Cryptocurrency exchange Coinbase potentially faces a sizable $400 million in customer reimbursements following a major data breach.
In a recent filing with the U.S. Securities and Exchange Commission, digital asset exchange Coinbase revealed that it expects to pay between $180 million and $400 million in remediation and reimbursement costs related to a 2021 data breach and associated phishing attacks.

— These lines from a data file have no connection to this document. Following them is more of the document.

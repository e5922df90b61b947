//! Line-delimited JSON protocol host: reads frontend messages on stdin,
//! drives an Aurora bot, and writes suggestions to stdout.

use anyhow::Result;
use aurora::eval::Standard;
use aurora::{AuroraBot, Options};
use enumset::EnumSet;
use game::tetris::tbp::*;
use game::tetris::PieceKind;
use tokio::io::AsyncBufReadExt;

fn main() -> Result<()> {
    tokio::runtime::Builder::new_current_thread()
        .enable_all()
        .build()?
        .block_on(run())
}

async fn run() -> Result<()> {
    let mut bot: Option<AuroraBot> = None;

    write_message(&BotMessage::Info {
        name: "Aurora".to_owned(),
        version: env!("CARGO_PKG_VERSION").to_owned(),
        author: "aurora".to_owned(),
        features: vec!["randomizer".to_owned()],
    })?;

    let mut reader = tokio::io::BufReader::new(tokio::io::stdin()).lines();
    while let Some(line) = reader.next_line().await? {
        let Ok(message) = serde_json::from_str::<FrontendMessage>(&line) else {
            continue;
        };
        match message {
            FrontendMessage::Rules { .. } => {
                write_message(&BotMessage::Ready)?;
            }
            FrontendMessage::Start(start) => {
                let bag = match start.randomizer {
                    Randomizer::SevenBag { bag_state } => bag_state,
                    Randomizer::Unknown => EnumSet::<PieceKind>::all(),
                };
                let launched = AuroraBot::launch_with_board(
                    Options::default(),
                    Standard::default(),
                    &start.board.to_rows(),
                    bag,
                    start.hold,
                    start.back_to_back,
                    start.combo,
                );
                for &piece in &start.queue {
                    launched.add_next_piece(piece);
                }
                bot = Some(launched);
            }
            FrontendMessage::NewPiece { piece } => {
                if let Some(bot) = &bot {
                    bot.add_next_piece(piece);
                }
            }
            FrontendMessage::Suggest => {
                let Some(bot) = &bot else { continue };
                bot.request_next_move(0);
                match bot.block_next_move() {
                    Some((mv, info)) => {
                        write_message(&BotMessage::Suggestion {
                            moves: vec![mv.expected],
                            move_info: MoveInfo {
                                nodes: info.nodes as u64,
                                depth: info.depth,
                                extra: format!("rank {}", info.original_rank),
                            },
                        })?;
                    }
                    None => {
                        write_message(&BotMessage::Error {
                            reason: BotErrorReason::UnsupportedRules,
                        })?;
                    }
                }
            }
            // committing a suggestion already advanced the bot; a frontend
            // that deviates from the suggestion must send a fresh start
            FrontendMessage::Play { .. } => {}
            FrontendMessage::Stop => {
                bot = None;
            }
            FrontendMessage::Quit | FrontendMessage::Unknown => break,
        }
    }
    Ok(())
}

fn write_message(message: &BotMessage) -> Result<()> {
    println!("{}", serde_json::to_string(message)?);
    Ok(())
}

The breach, which was initially kept under wraps due to an extortion attempt, was discovered by Coinbase in the past months. Upon detection, the company took immediate action, firing the staff or contractors involved and warning clients whose details were compromised.
The data breach did not originate from Coinbase's platform but resulted from the bribing of offshore support contractors and staff. This unfortunate incident exposed sufficient customer information, enabling sophisticated phishing attacks by criminals posing as Coinbase personnel.
Threat actors used this exposed data to conduct targeted phishing campaigns, deceiving some customers into providing account access credentials. Although Coinbase's core systems remained secure, the company acknowledged the significant customer impact from these secondary attacks.
Coinbase refused to pay the ransom and instead reported the extortion attempt to law enforcement. As a result, the criminals demanded payment from Coinbase to prevent them from publicly disclosing the data breach.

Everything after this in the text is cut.